Work request:
Your response should be a copy of each line in the listing below that includes the word "clone".

Excerpted data:
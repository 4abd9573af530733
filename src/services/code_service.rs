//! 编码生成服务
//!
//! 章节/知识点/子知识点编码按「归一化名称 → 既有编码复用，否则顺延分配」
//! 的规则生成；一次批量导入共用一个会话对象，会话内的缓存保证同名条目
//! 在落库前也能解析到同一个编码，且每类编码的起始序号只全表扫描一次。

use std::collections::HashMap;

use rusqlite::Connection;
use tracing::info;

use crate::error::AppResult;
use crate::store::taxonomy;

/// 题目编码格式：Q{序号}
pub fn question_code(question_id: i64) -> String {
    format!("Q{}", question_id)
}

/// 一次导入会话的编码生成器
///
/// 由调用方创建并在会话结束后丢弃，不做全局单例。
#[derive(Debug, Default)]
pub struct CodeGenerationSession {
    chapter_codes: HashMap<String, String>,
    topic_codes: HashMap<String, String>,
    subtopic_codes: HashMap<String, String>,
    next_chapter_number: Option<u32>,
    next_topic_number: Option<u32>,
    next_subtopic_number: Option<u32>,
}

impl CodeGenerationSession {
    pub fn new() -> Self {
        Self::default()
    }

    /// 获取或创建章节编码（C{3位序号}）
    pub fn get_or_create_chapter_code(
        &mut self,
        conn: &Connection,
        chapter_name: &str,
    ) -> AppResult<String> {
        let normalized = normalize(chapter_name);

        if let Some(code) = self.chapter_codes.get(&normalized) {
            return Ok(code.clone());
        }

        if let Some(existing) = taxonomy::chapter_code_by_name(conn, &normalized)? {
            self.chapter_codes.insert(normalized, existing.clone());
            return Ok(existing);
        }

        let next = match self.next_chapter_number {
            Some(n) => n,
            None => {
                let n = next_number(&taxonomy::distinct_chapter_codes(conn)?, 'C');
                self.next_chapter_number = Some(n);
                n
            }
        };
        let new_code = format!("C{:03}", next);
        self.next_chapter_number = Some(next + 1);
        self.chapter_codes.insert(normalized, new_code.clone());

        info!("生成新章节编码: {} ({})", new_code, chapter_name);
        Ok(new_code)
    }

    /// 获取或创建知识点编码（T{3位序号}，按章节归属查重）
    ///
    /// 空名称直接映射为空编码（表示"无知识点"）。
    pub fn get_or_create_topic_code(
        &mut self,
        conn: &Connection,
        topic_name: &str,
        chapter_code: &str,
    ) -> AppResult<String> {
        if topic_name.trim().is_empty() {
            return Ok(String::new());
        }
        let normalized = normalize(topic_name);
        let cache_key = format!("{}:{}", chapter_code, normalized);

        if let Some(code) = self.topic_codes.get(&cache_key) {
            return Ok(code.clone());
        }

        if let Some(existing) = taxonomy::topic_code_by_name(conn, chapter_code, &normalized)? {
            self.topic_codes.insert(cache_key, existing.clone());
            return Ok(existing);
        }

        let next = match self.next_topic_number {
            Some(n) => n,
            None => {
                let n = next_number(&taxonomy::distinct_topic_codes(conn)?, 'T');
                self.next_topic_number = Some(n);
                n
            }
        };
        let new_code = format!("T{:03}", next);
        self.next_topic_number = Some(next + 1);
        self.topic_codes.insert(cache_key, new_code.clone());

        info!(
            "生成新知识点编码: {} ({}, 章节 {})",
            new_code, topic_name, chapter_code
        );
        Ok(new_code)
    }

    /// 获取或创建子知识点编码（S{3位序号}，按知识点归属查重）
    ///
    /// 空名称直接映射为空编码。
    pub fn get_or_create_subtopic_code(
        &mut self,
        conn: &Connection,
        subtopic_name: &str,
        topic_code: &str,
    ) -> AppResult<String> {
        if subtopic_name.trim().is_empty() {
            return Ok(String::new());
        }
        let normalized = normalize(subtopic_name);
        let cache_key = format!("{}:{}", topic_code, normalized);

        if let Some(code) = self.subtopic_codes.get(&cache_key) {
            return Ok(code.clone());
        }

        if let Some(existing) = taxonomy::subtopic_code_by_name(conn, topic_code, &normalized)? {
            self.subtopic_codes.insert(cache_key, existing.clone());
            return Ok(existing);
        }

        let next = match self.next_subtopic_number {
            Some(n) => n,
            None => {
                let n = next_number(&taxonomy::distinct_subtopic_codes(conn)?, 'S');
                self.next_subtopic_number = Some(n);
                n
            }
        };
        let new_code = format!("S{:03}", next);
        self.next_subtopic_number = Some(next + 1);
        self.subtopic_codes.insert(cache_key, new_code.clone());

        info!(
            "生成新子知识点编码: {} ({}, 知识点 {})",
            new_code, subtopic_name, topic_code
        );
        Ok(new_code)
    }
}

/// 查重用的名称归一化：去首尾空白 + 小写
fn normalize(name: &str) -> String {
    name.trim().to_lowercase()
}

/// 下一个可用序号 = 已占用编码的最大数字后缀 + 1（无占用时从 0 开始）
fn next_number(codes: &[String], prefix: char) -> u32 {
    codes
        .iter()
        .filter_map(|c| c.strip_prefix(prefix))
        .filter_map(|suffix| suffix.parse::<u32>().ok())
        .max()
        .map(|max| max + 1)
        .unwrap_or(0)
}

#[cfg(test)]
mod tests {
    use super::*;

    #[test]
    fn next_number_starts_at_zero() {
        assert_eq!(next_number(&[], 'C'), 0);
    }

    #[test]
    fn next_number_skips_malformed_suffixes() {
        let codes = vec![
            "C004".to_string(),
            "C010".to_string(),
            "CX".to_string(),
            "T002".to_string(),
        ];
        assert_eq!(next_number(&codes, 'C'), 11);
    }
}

Completed task:
            return Ok(code.clone());
            self.chapter_codes.insert(normalized, existing.clone());
        self.chapter_codes.insert(normalized, new_code.clone());
            return Ok(code.clone());
            self.topic_codes.insert(cache_key, existing.clone());
        self.topic_codes.insert(cache_key, new_code.clone());
            return Ok(code.clone());
            self.subtopic_codes.insert(cache_key, existing.clone());
        self.subtopic_codes.insert(cache_key, new_code.clone());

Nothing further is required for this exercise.